Mythbusting - Just Relax and enjoy being childfree




This is National Infertility Awareness Week, and my good friend over at Sprout alerted me that Resolve.org is doing a blog campaign to heighten awareness for NIAW, and infertility in general.  I took the bait.

Anyone who knows me, knows that I can't stop at just one thing... I have to keep going, so I picked the infertility myths that have most affected me and my family to discuss.  I apologize in advance - this is bound to be a long post!
So, here we go... 

Myth: If you just relax, you will get pregnant.
Busted!:  If only it were that easy! The fact is, the vast majority of individuals who have infertility have a medical reason, not a stress-related one. Upwards of 90% of all infertility cases are caused by physical problems.  In the female partner, the major causes of infertility are absent or irregular ovulation, blocked fallopian tubes, abnormalities in the uterus, and endometriosis (a chronic painful condition where tissue from the lining of the uterus migrates into the pelvis and attaches to the reproductive organs).  The male partner can have issues with sperm production which can lead to too few sperm, sperm which can’t swim correctly, and abnormally shaped sperm.
 More Myths – Busted!
Where the stress/infertility connection may come in tends to be after one has been trying for a while, and the stress of not conceiving easily may then contribute to the problem. But there has never been a study which shows that simply relaxing increases pregnancy rates. Research does show that infertility patients who learn and practice a wide variety of stress reduction techniques can have higher pregnancy rates than patients who don’t learn those techniques.
Funny that this would be the first myth.  I just bought a set of relaxation/meditation mp3s from Circle & Bloom in order to try to calm my mind/relax, and make the mind/body connection between my desire for fertility and my biological ability to conceive.  As my husband and I were driving into the big city today,  I mentioned that I bought these and he thought it was funny that I, of all people, would be able to relax.  I'm, how can I say this nicely, high-strung at the best of times.  Relaxation doesn't come naturally to me.  I know that stress and negativity can put you into a place that your body is hostile to a possible pregnancy.  
Last year I was in an awful job - I mean, imagine the deepest layer of hell, then multiply it by ten and you have just scratched the surface.  This woman (my boss) actually yelled at me for being insensitive and not committed to my job because I chose to take two days off when my husband's grandfather passed away (by my contract I'm allowed five days by the way).  The same boss yelled at me for not coming to work the day that my father underwent massive, multiple heart bypass (again, I'm allowed five days and I took one, gave them lots of notice,  and left more than adequate sub plans for my substitute teacher that day).  My point is that my job was hell and I, well let's just say that the stress pushed me into a deep cavern of despair.  This whole time, my husband and I were trying to conceive - obviously with no luck.  One of my friends said something that has stuck with me ... "Of course you aren't getting pregnant - your body is smarter than your mind - it knows that you are too stressed to properly grow a baby".  As much as it sucked to hear that, I think that she was right.  If I had gotten pregnant, I probably would have miscarried due to the stress.
The funny part of all of this is that my husband said today "the irony of it all is that those people who have realised and are aware that stress and negativity may hinder pregnancy, are the very people who are Type A personalities, and are more prone to encounter it".  *sigh*  Yeah.  He's right.  The fact that I know that relaxing may help, does not mean that I can relax.  The one thing that I want more than anything else in the world right now is a baby, and the one thing that seems to be eluding me is a baby.  How does a person relax and just let it happen?  I am not the type to relax and let anything happen - I need to be in control.  I dream about taking my temperature, to the point that I have been waking up at 6 am on my vacation this week to ensure that it is timed properly... to the point that I was angry with myself for sleeping in until 8 two days ago because that meant a temperature that couldn't be considered accurate.  I don't do well with the unknown.  I don't do well with "Just let it happen", and I don't know anyone who, when they want something badly, does do well with that.

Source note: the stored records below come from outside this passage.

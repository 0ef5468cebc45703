use actix_multipart::Multipart;
use actix_web::{Responder, web};
use serde_json::Value;
use sqlx::MySqlPool;

use crate::api::records::{self, ImportQuery};
use crate::auth::auth::AuthUser;
use crate::config::Config;
use crate::csv_import::{DecodeFallback, ImportResponse, kincone};
use crate::error::AppResult;
use crate::model::kincone_transportation::{KinconeTransportation, NewKinconeTransportation};
use crate::repository::RecordFilter;
use crate::repository::kincone::Kincone;

const WHAT: &str = "Transportation record";

#[utoipa::path(
    get,
    path = "/api/kincone-transportation",
    params(RecordFilter),
    responses(
        (status = 200, description = "Transportation records visible to the caller", body = [KinconeTransportation])
    ),
    tag = "Transportation",
    security(
        ("bearer_auth" = [])
    )
)]
pub async fn list_transportation(
    auth: AuthUser,
    pool: web::Data<MySqlPool>,
    query: web::Query<RecordFilter>,
) -> AppResult<impl Responder> {
    records::list::<Kincone>(&pool, auth.user_id, &query).await
}

#[utoipa::path(
    get,
    path = "/api/kincone-transportation/{transportation_id}",
    params(
        ("transportation_id", Path, description = "Transportation record ID")
    ),
    responses(
        (status = 200, description = "Record found", body = KinconeTransportation),
        (status = 404, description = "Record not found")
    ),
    tag = "Transportation",
    security(
        ("bearer_auth" = [])
    )
)]
pub async fn get_transportation(
    auth: AuthUser,
    pool: web::Data<MySqlPool>,
    path: web::Path<u64>,
) -> AppResult<impl Responder> {
    records::get::<Kincone>(&pool, auth.user_id, path.into_inner(), WHAT).await
}

#[utoipa::path(
    post,
    path = "/api/kincone-transportation",
    request_body = NewKinconeTransportation,
    responses(
        (status = 200, description = "Record created", body = KinconeTransportation),
        (status = 404, description = "Calculation period or employee not found"),
        (status = 409, description = "Calculation period no longer accepts edits")
    ),
    tag = "Transportation",
    security(
        ("bearer_auth" = [])
    )
)]
pub async fn create_transportation(
    auth: AuthUser,
    pool: web::Data<MySqlPool>,
    payload: web::Json<NewKinconeTransportation>,
) -> AppResult<impl Responder> {
    records::create::<Kincone, NewKinconeTransportation>(&pool, auth.user_id, &payload, WHAT).await
}

#[utoipa::path(
    put,
    path = "/api/kincone-transportation/{transportation_id}",
    params(
        ("transportation_id", Path, description = "Transportation record ID")
    ),
    request_body(content = Object, example = json!({
        "approval_status": "approved"
    })),
    responses(
        (status = 200, description = "Record updated", body = KinconeTransportation),
        (status = 400, description = "Unknown field or invalid value"),
        (status = 404, description = "Record not found"),
        (status = 409, description = "Calculation period no longer accepts edits")
    ),
    tag = "Transportation",
    security(
        ("bearer_auth" = [])
    )
)]
pub async fn update_transportation(
    auth: AuthUser,
    pool: web::Data<MySqlPool>,
    path: web::Path<u64>,
    body: web::Json<Value>,
) -> AppResult<impl Responder> {
    records::update::<Kincone>(&pool, auth.user_id, path.into_inner(), &body, WHAT).await
}

#[utoipa::path(
    delete,
    path = "/api/kincone-transportation/{transportation_id}",
    params(
        ("transportation_id", Path, description = "Transportation record ID")
    ),
    responses(
        (status = 200, description = "Successfully deleted"),
        (status = 404, description = "Record not found"),
        (status = 409, description = "Calculation period no longer accepts edits")
    ),
    tag = "Transportation",
    security(
        ("bearer_auth" = [])
    )
)]
pub async fn delete_transportation(
    auth: AuthUser,
    pool: web::Data<MySqlPool>,
    path: web::Path<u64>,
) -> AppResult<impl Responder> {
    records::delete::<Kincone>(&pool, auth.user_id, path.into_inner(), WHAT).await
}

#[utoipa::path(
    delete,
    path = "/api/kincone-transportation",
    responses(
        (status = 200, description = "Records deleted", body = Object, example = json!({
            "message": "Deleted 8 transportation records",
            "deleted_count": 8
        }))
    ),
    tag = "Transportation",
    security(
        ("bearer_auth" = [])
    )
)]
pub async fn delete_all_transportation(
    auth: AuthUser,
    pool: web::Data<MySqlPool>,
) -> AppResult<impl Responder> {
    records::delete_all::<Kincone>(&pool, auth.user_id, "transportation").await
}

/// Import kincone CSV
///
/// One row per employee with the period's fee totals.
#[utoipa::path(
    post,
    path = "/api/kincone-transportation/import-csv",
    params(ImportQuery),
    request_body(content_type = "multipart/form-data", content = Object),
    responses(
        (status = 200, description = "Import outcome", body = ImportResponse),
        (status = 400, description = "Missing, empty or non-CSV file"),
        (status = 404, description = "Calculation period not found"),
        (status = 409, description = "Calculation period no longer accepts edits")
    ),
    tag = "Transportation",
    security(
        ("bearer_auth" = [])
    )
)]
pub async fn import_csv(
    auth: AuthUser,
    pool: web::Data<MySqlPool>,
    config: web::Data<Config>,
    query: web::Query<ImportQuery>,
    payload: Multipart,
) -> AppResult<impl Responder> {
    records::import(
        &pool,
        &config,
        auth.user_id,
        query.calculation_period_id,
        payload,
        DecodeFallback::LossyUtf8,
        kincone::parse,
    )
    .await
}
use chrono::{DateTime, NaiveDate, Utc};
use rust_decimal::Decimal;
use serde::{Deserialize, Serialize};
use serde_json::Value;
use sqlx::types::Json;
use utoipa::ToSchema;

pub const ATTENDANCE_SOURCE: &str = "attendance_csv";

/// One period's aggregated work-time figures for one employee.
///
/// Work-time columns hold canonical `H:MM` strings (see
/// [`crate::duration::WorkDuration`]).
#[derive(Debug, Clone, Serialize, Deserialize, sqlx::FromRow, ToSchema)]
pub struct AttendanceRecord {
    pub id: u64,
    pub calculation_period_id: u64,
    pub employee_id: Option<u64>,
    pub employee_number: String,
    pub employee_name: String,
    pub period_start: Option<NaiveDate>,
    pub period_end: Option<NaiveDate>,
    pub work_days: Option<i32>,
    #[schema(example = "142:02")]
    pub total_work_time: Option<String>,
    pub regular_work_time: Option<String>,
    pub actual_work_time: Option<String>,
    pub overtime_work_time: Option<String>,
    pub late_night_work_time: Option<String>,
    pub holiday_work_time: Option<String>,
    pub paid_leave_used: Option<Decimal>,
    pub paid_leave_remaining: Option<Decimal>,
    pub absence_days: i32,
    pub tardiness_count: i32,
    pub early_leave_count: i32,
    pub data_source: String,
    #[schema(value_type = Option<Object>)]
    pub raw_data: Option<Json<Value>>,
    pub created_at: DateTime<Utc>,
    pub updated_at: DateTime<Utc>,
}

/// Insert shape shared by the CSV importer and the create endpoint.
#[derive(Debug, Clone, PartialEq, Serialize, Deserialize, ToSchema)]
pub struct NewAttendanceRecord {
    #[schema(example = 3)]
    pub calculation_period_id: u64,
    pub employee_id: Option<u64>,
    #[schema(example = "1001")]
    pub employee_number: String,
    #[serde(default)]
    pub employee_name: String,
    pub period_start: Option<NaiveDate>,
    pub period_end: Option<NaiveDate>,
    pub work_days: Option<i32>,
    #[schema(example = "142:02")]
    pub total_work_time: Option<String>,
    pub regular_work_time: Option<String>,
    pub actual_work_time: Option<String>,
    pub overtime_work_time: Option<String>,
    pub late_night_work_time: Option<String>,
    pub holiday_work_time: Option<String>,
    pub paid_leave_used: Option<Decimal>,
    pub paid_leave_remaining: Option<Decimal>,
    #[serde(default)]
    pub absence_days: i32,
    #[serde(default)]
    pub tardiness_count: i32,
    #[serde(default)]
    pub early_leave_count: i32,
    #[schema(value_type = Option<Object>)]
    pub raw_data: Option<Value>,
}

impl NewAttendanceRecord {
    /// Duration fields, by column name, for validation and normalization.
    pub fn durations_mut(&mut self) -> [(&'static str, &mut Option<String>); 6] {
        [
            ("total_work_time", &mut self.total_work_time),
            ("regular_work_time", &mut self.regular_work_time),
            ("actual_work_time", &mut self.actual_work_time),
            ("overtime_work_time", &mut self.overtime_work_time),
            ("late_night_work_time", &mut self.late_night_work_time),
            ("holiday_work_time", &mut self.holiday_work_time),
        ]
    }
}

Myth: Living child free is a choice, and they never wanted children.
People who have chosen to live a childfree lifestyle after infertility have thought more about the responsibilities of parenting than most people who become parents without having experienced any fertility issues.  Most people struggling with infertility do so for several years before they reach resolution through either medical treatment, adoption or choosing to be childfree.  During that journey, sufferers want nothing more than to achieve the dream of parenthood. 
Busted!: Living childfree is a choice, as is choosing to be a parent.  Some people who choose to be childfree have done so knowing that they never wanted to be parents, while some people who are childfree have chosen not to parent after suffering from the disease of infertility.  Both paths to the lifestyle are valid, but the end result was achieved through very different journeys.
Societal norms of family are defined by the inclusion of children.  Subconsciously, those norms invade every child’s perception and shape their image of what a family should be.  Having the strength to go against that societal norm can only be achieved after thorough assessment of what one’s life outside of that norm will mean, dealing with its consequences, and then benefiting from its advantages.
I have been guilty of this type of thought in the past.  I remember hearing only three years ago about a woman, a fellow teacher, who had been married and never had children.  The other teachers all said that "her children were the ones that she taught, and she didn't feel the need to have others"  I accepted this and thought that it was strange that she didn't want her own children.  That was before my struggles with fertility.  I often wonder now if she truly made the choice herself, or if the choice was made for her.
My mother often complains about how she is an only child.  She has, on occasion, made rather rude remarks to my grandmother about how she wishes that she had a sibling, or that she thinks it was cruel to make her grow up alone, and how when my grandmother dies my mother will be alone.  Until my own fertility struggles, my grandmother had never said anything about these comments, she just took them and went on with her day.  One day, on the phone, I broke down and told my grandmother what I was going through.  She started crying with me and said she understood.  She told me how she struggled for five years after marriage in the 40s to conceive my mother, and then tried for an additional 15 years after she was born to conceive again - to no avail.  I pains me to hear the comments from my mother.  It pains me to know that my grandmother must have gone through the hell that I'm going through - for basically 20 years, without the reproductive technologies or medical knowledge that we have today.  It pains  me to think of how it must break her heart every time my mother talks like that.
I have a friend who is childless by choice - and is very happy about it.  We've had numerous conversations about it.  She actually divorced her husband because when they married, he said that he was fine with not having children, and then two years into the marriage changed his mind and started pressuring her.  He and his family called her "not a real woman" because she didn't want kids.  She decided that a real woman would take her own life into her hands and do what she wanted - and filed for divorce.  She is happily living with a man who has two children from a previous relationship who live two provinces away.  They see them for about 6 weeks per year and that is more than enough for her.  She is happy.
I get asked a lot, being married for two years, when we are going to have kids, and if we are going to have kids.  I usually just laugh it off and say "we'll see", or if I know the people well enough, I say "we're working on it".  That usually shuts them up.  The kids I teach are always asking me why I don't have kid.  It's like there is something that society has posted out there saying "if you don't have kids by the time you're 30, there better be a good reason, or there's something wrong with you".
Myth: A higher-power is telling you that you should not be a parent.
Busted!: Infertility is a disease of the reproductive system.  It does not discriminate and affects all races, religions, men and women equally and people all over the world.  Whether or not you resolve your infertility journey by choosing to become a parent is a function of your determination and not a higher-power.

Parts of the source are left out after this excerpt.